In each of the above embodiments, the negative pressure sensor 7 is illustrated as the sensor for detecting the intake state, but the present invention is not limited to the sensor for detecting the intake negative pressure, and other intake states such as intake temperature may be detected. The same effect can be obtained by applying it to the detecting sensor.

[0022]

[Effect of device]

 According to the foreign matter adhesion prevention structure for the intake pipe arrangement sensor of the present invention, since the intake air introduction passage for introducing the intake air into the sensor is opened in the intake pipe at the position downstream of the throttle valve as described above, the intake air is introduced into the intake air passage. A bypass passage that is introduced into the sensor to detect the intake air condition and that bypasses the throttle valve during idle operation and supplies intake air downstream of the throttle valve is connected to the intake introduction passage. Foreign matter that has entered the intake air intake passage can be purged during idle operation, and the intake air intake portion of the sensor is further projected from the wall surface that is continuous with the wall surface of the intake air intake passage. Even if the water and oil components in the air flow along the wall surface, they will not enter the sensor. The Chakusuru can be reliably prevented.

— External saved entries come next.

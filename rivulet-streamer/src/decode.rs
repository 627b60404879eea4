use crate::error::{StreamError, StreamResult};
use rivulet_base::{
    AssetKind, AssetResource, AudioFormat, AudioResource, CanonicalAssetPath, MeshData,
    ModelResource, TextureResource,
};
use std::sync::Arc;

//
// Byte-to-resource decoding. Decode failures are deterministic (corrupt
// bytes stay corrupt), so the streamer treats them as immediate terminal
// failures with no retry. Nothing in here panics on malformed input.
//

pub fn decode_asset(
    kind: AssetKind,
    path: &CanonicalAssetPath,
    bytes: &[u8],
) -> StreamResult<AssetResource> {
    match kind {
        AssetKind::Model => Ok(AssetResource::Model(Arc::new(decode_model(bytes)?))),
        AssetKind::Texture => Ok(AssetResource::Texture(Arc::new(decode_texture(bytes)?))),
        AssetKind::Audio => Ok(AssetResource::Audio(Arc::new(decode_audio(path, bytes)?))),
        AssetKind::Unknown => Err(StreamError::DecodeError(format!(
            "cannot decode {}: unknown asset kind",
            path
        ))),
    }
}

fn decode_model(bytes: &[u8]) -> StreamResult<ModelResource> {
    let (document, buffers, _images) = gltf::import_slice(bytes)
        .map_err(|e| StreamError::DecodeError(format!("glTF parse failed: {}", e)))?;

    let mut meshes = Vec::default();
    for mesh in document.meshes() {
        for primitive in mesh.primitives() {
            let reader = primitive
                .reader(|buffer| buffers.get(buffer.index()).map(|data| data.0.as_slice()));

            let mut mesh_data = MeshData::default();
            if let Some(positions) = reader.read_positions() {
                mesh_data.positions = positions.collect();
            }
            if let Some(normals) = reader.read_normals() {
                mesh_data.normals = normals.collect();
            }
            if let Some(tex_coords) = reader.read_tex_coords(0) {
                mesh_data.tex_coords = tex_coords.into_f32().collect();
            }
            if let Some(indices) = reader.read_indices() {
                mesh_data.indices = indices.into_u32().collect();
            }
            meshes.push(mesh_data);
        }
    }

    Ok(ModelResource { meshes })
}

fn decode_texture(bytes: &[u8]) -> StreamResult<TextureResource> {
    let decoded = image::load_from_memory(bytes)
        .map_err(|e| StreamError::DecodeError(format!("image decode failed: {}", e)))?;
    let rgba = decoded.to_rgba8();
    Ok(TextureResource {
        width: rgba.width(),
        height: rgba.height(),
        rgba8: rgba.into_raw(),
    })
}

fn decode_audio(
    path: &CanonicalAssetPath,
    bytes: &[u8],
) -> StreamResult<AudioResource> {
    let extension = path.extension().unwrap_or_default();
    match extension.as_str() {
        "wav" => {
            let reader = hound::WavReader::new(std::io::Cursor::new(bytes))
                .map_err(|e| StreamError::DecodeError(format!("WAV decode failed: {}", e)))?;
            let spec = reader.spec();
            Ok(AudioResource {
                format: AudioFormat::Wav,
                sample_rate: Some(spec.sample_rate),
                channel_count: Some(spec.channels),
                bytes: bytes.to_vec(),
            })
        }
        "ogg" => {
            // Compressed containers are validated and handed to the audio
            // backend as-is
            if bytes.len() < 4 || &bytes[0..4] != b"OggS" {
                return Err(StreamError::DecodeError(
                    "not an Ogg container".to_string(),
                ));
            }
            Ok(wrapped_audio(AudioFormat::Ogg, bytes))
        }
        "mp3" => {
            let id3 = bytes.len() >= 3 && &bytes[0..3] == b"ID3";
            let frame_sync = bytes.len() >= 2 && bytes[0] == 0xFF && (bytes[1] & 0xE0) == 0xE0;
            if !id3 && !frame_sync {
                return Err(StreamError::DecodeError(
                    "not an MP3 stream".to_string(),
                ));
            }
            Ok(wrapped_audio(AudioFormat::Mp3, bytes))
        }
        "m4a" => {
            if bytes.len() < 8 || &bytes[4..8] != b"ftyp" {
                return Err(StreamError::DecodeError(
                    "not an MPEG-4 container".to_string(),
                ));
            }
            Ok(wrapped_audio(AudioFormat::M4a, bytes))
        }
        other => Err(StreamError::DecodeError(format!(
            "unsupported audio container {:?}",
            other
        ))),
    }
}

fn wrapped_audio(
    format: AudioFormat,
    bytes: &[u8],
) -> AudioResource {
    AudioResource {
        format,
        sample_rate: None,
        channel_count: None,
        bytes: bytes.to_vec(),
    }
}

#[cfg(test)]
pub(crate) mod test {
    use super::*;

    fn path(s: &str) -> CanonicalAssetPath {
        CanonicalAssetPath::normalize(s)
    }

    pub(crate) fn png_bytes() -> Vec<u8> {
        let mut bytes = Vec::default();
        let img = image::RgbaImage::from_pixel(2, 2, image::Rgba([10, 20, 30, 255]));
        image::DynamicImage::ImageRgba8(img)
            .write_to(
                &mut std::io::Cursor::new(&mut bytes),
                image::ImageOutputFormat::Png,
            )
            .unwrap();
        bytes
    }

    pub(crate) fn wav_bytes() -> Vec<u8> {
        let spec = hound::WavSpec {
            channels: 1,
            sample_rate: 44100,
            bits_per_sample: 16,
            sample_format: hound::SampleFormat::Int,
        };
        let mut cursor = std::io::Cursor::new(Vec::new());
        {
            let mut writer = hound::WavWriter::new(&mut cursor, spec).unwrap();
            for _ in 0..64 {
                writer.write_sample(0i16).unwrap();
            }
            writer.finalize().unwrap();
        }
        cursor.into_inner()
    }

    pub(crate) fn glb_bytes() -> Vec<u8> {
        // Minimal valid glTF 2.0 binary: header plus a single JSON chunk
        let json = br#"{"asset":{"version":"2.0"}}"#;
        let mut chunk = json.to_vec();
        while chunk.len() % 4 != 0 {
            chunk.push(b' ');
        }

        let mut bytes = Vec::default();
        bytes.extend_from_slice(b"glTF");
        bytes.extend_from_slice(&2u32.to_le_bytes());
        let total_len = 12 + 8 + chunk.len();
        bytes.extend_from_slice(&(total_len as u32).to_le_bytes());
        bytes.extend_from_slice(&(chunk.len() as u32).to_le_bytes());
        bytes.extend_from_slice(b"JSON");
        bytes.extend_from_slice(&chunk);
        bytes
    }

    #[test]
    fn decodes_png_texture() {
        let resource = decode_asset(AssetKind::Texture, &path("t.png"), &png_bytes()).unwrap();
        let texture = resource.as_texture().unwrap();
        assert_eq!(texture.width, 2);
        assert_eq!(texture.height, 2);
        assert_eq!(texture.rgba8.len(), 16);
    }

    #[test]
    fn decodes_wav_audio() {
        let resource = decode_asset(AssetKind::Audio, &path("a.wav"), &wav_bytes()).unwrap();
        let audio = resource.as_audio().unwrap();
        assert_eq!(audio.format, AudioFormat::Wav);
        assert_eq!(audio.sample_rate, Some(44100));
        assert_eq!(audio.channel_count, Some(1));
    }

    #[test]
    fn decodes_minimal_glb_model() {
        let resource = decode_asset(AssetKind::Model, &path("m.glb"), &glb_bytes()).unwrap();
        let model = resource.as_model().unwrap();
        assert!(model.meshes.is_empty());
    }

    #[test]
    fn wraps_ogg_container() {
        let mut bytes = b"OggS".to_vec();
        bytes.extend_from_slice(&[0u8; 32]);
        let resource = decode_asset(AssetKind::Audio, &path("a.ogg"), &bytes).unwrap();
        assert_eq!(resource.as_audio().unwrap().format, AudioFormat::Ogg);
    }

    #[test]
    fn corrupt_bytes_error_instead_of_panicking() {
        let garbage = b"definitely not an asset";
        assert!(decode_asset(AssetKind::Texture, &path("t.png"), garbage).is_err());
        assert!(decode_asset(AssetKind::Model, &path("m.glb"), garbage).is_err());
        assert!(decode_asset(AssetKind::Audio, &path("a.wav"), garbage).is_err());
        assert!(decode_asset(AssetKind::Audio, &path("a.ogg"), garbage).is_err());
    }

    #[test]
    fn unknown_kind_is_a_decode_error() {
        let result = decode_asset(AssetKind::Unknown, &path("mystery.bin"), b"bytes");
        assert!(matches!(result, Err(StreamError::DecodeError(_))));
    }
}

[Brief description of drawings]

1A and 1B show an embodiment of a foreign matter adhesion preventing structure for an intake pipe arrangement sensor according to the present invention, FIG. 1A is a side view, and FIG.

FIG. 2 is a sectional view taken along the line II-II of FIG. 1 (b).

FIG. 3 is a sectional view similar to FIG. 2 of another embodiment of the present invention.

FIG. 4 is a sectional view similar to FIG. 2 of still another embodiment of the present invention.

FIG. 5 is a sectional view similar to FIG. 1 (b) of still another embodiment of the present invention.

6A and 6B show a foreign matter adhesion preventing structure of a conventional example, in which FIG. 6A is a side view, FIG. 6B is a sectional view taken along the line BB of FIG. FIG.

[Explanation of symbols]

 1 Throttle body 2 Bore (inside intake pipe) 3 Intake inlet 4 Intake passage 5 Communication hole 6 Mounting hole 7 Negative pressure sensor 10 Intake intake 11 Bypass passage 12 Intake intake pipe 13 Intake intake pipe port

Claims (1)

[Scope of utility model registration request] 1. An intake passage for introducing intake air into a sensor is opened in the intake pipe at a position downstream of the throttle valve, and a bypass passage for bypassing the throttle valve during idling to supply intake air downstream of the throttle valve is introduced. A foreign matter adhesion prevention structure for an intake pipe arrangement sensor, characterized in that the intake pipe of the sensor is connected to a passage and an intake portion of the sensor is projected from a wall surface continuous with the wall surface of the intake air passage.